I rather like seeing the bird prints in the sand; it’s a pleasant reminder of the drain’s earlier incarnation as a tidal creek.
Bird prints of course allow me a clumsy segue into an update on the mother duck and her nine wee ones who were in danger of being picked off by Slow Joe Crow the other week. I didn’t hold out much hope for them but, who’d a thunk it, I counted mum and eight chicks the other day. Go mum!
Which just goes to show that life really is a game of lotto. (See how I did that, tied it all in with the title? Sometimes I even surprise myself!)
I sometimes get the comment that it must be boring, walking the same walk every day. Well, it would be, if that’s what I did. But the creek isn’t just one walk. The first thing is to decide whether I’ll go upstream or downstream. It’s usually downstream, so the next thing to look at is the tide: high or low? The tide can open up or cut off half a dozen walks. This morning I had intended heading down the eastern banking towards the TAFE but I got waylaid at the Styx.
The Styx at this junction is normally a slow but steady movement of water; not exactly babbling but not static either. The recent growth of the reeds and pondweed has slowed it even further, so I was surprised to see water fairly gushing into the main branch. So I changed my route and headed south to investigate.
Turns out the source of all this gurgling water was the fat pipe that comes out of the fuel depot. What were they doing with all that water on a Sunday morning? Hmm.
But that turned out not to be the story at all, as is so often the case. A dark shape out of the corner my … Old Man Crow, up to no good. I headed further south and watched him, swooping and flapping around the banking.
Crows don’t waste any more energy than is necessary on anything. If they start circling and moving in like this you can bet it’s because there’s an easy picking to be had. I headed towards him; he turned one emotionless silver disc of an eye on me before retiring to the big gum tree where the grey falcons had their nest. He could wait.
Here’s what I found: a very late hatching of ducklings. Mum had brought them down the creek, maybe even their first visit out of the long grass and the lantana to get their flippery feet wet and to teach them all that important duck stuff.
Problem is, when you get down the steep concrete banking it isn’t easy to get back up again. And what mum had found was that that the narrow break in the thick pondweed ends just upstream from the pipe. And Old Man Crow knew this, oh yes he did.

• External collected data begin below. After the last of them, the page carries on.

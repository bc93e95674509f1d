// `{table}` 會在執行前替換成已加引號的資料表名稱

pub const GERMAN_GMAIL_USERS_PERCENTAGE_SQL: &str = "
    WITH german_gmail_users AS
    (
        SELECT
            COUNT(*) AS cnt
        FROM
            {table}
        WHERE
            LOWER(address_country) = 'germany' AND SUBSTR(LOWER(email_domain), 1, 6) = 'gmail.'
    )
    SELECT cnt * 100 / (SELECT COUNT(*) FROM {table}) AS german_gmail_users_percentage
    FROM german_gmail_users
";

pub const TOP_3_GMAIL_COUNTRIES_SQL: &str = "
    WITH gmail_users_count AS
    (
        SELECT
            LOWER(address_country) AS country,
            COUNT(*) AS cnt
        FROM
            {table}
        WHERE
            SUBSTR(LOWER(email_domain), 1, 6) = 'gmail.'
        GROUP BY 1
    ),
    ranked_countries AS
    (
        SELECT
            country, RANK() OVER (ORDER BY cnt DESC) AS country_rank
        FROM
            gmail_users_count
    )
    SELECT
        country, country_rank
    FROM
        ranked_countries
    WHERE
        country_rank <= 3
    ORDER BY country_rank, country
";

pub const TOP_3_GMAIL_COUNTRIES_SQL_2: &str = "
    SELECT
        LOWER(address_country) AS country,
        COUNT(*) AS gmail_users_count
    FROM
        {table}
    WHERE
        SUBSTR(LOWER(email_domain), 1, 6) = 'gmail.'
    GROUP BY 1
    ORDER BY 2 DESC, 1
    LIMIT 3
";

pub const PEOPLE_OVER_60_SQL: &str = "
    SELECT
        COUNT(*) AS count_people_over_60
    FROM
        {table}
    WHERE
        CAST(REPLACE(SUBSTR(age_range, 1, INSTR(age_range, '-') - 1), '[', '') AS INTEGER) > 60
";

pub const ROW_COUNT_SQL: &str = "SELECT COUNT(*) FROM {table}";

That’s the scene I came upon: mum banked hard up against the choke in the stream with a batch of inexperienced ducklings and a crow who had all day to wait for breakfast.
A crow’s head and brain is about the same size as that as my chooks and yet it contains a depth of wiliness that a chook could only dream of. I’m not a fan of crows, but I do admire them.
I wonder how many ducklings there’ll be tomorrow.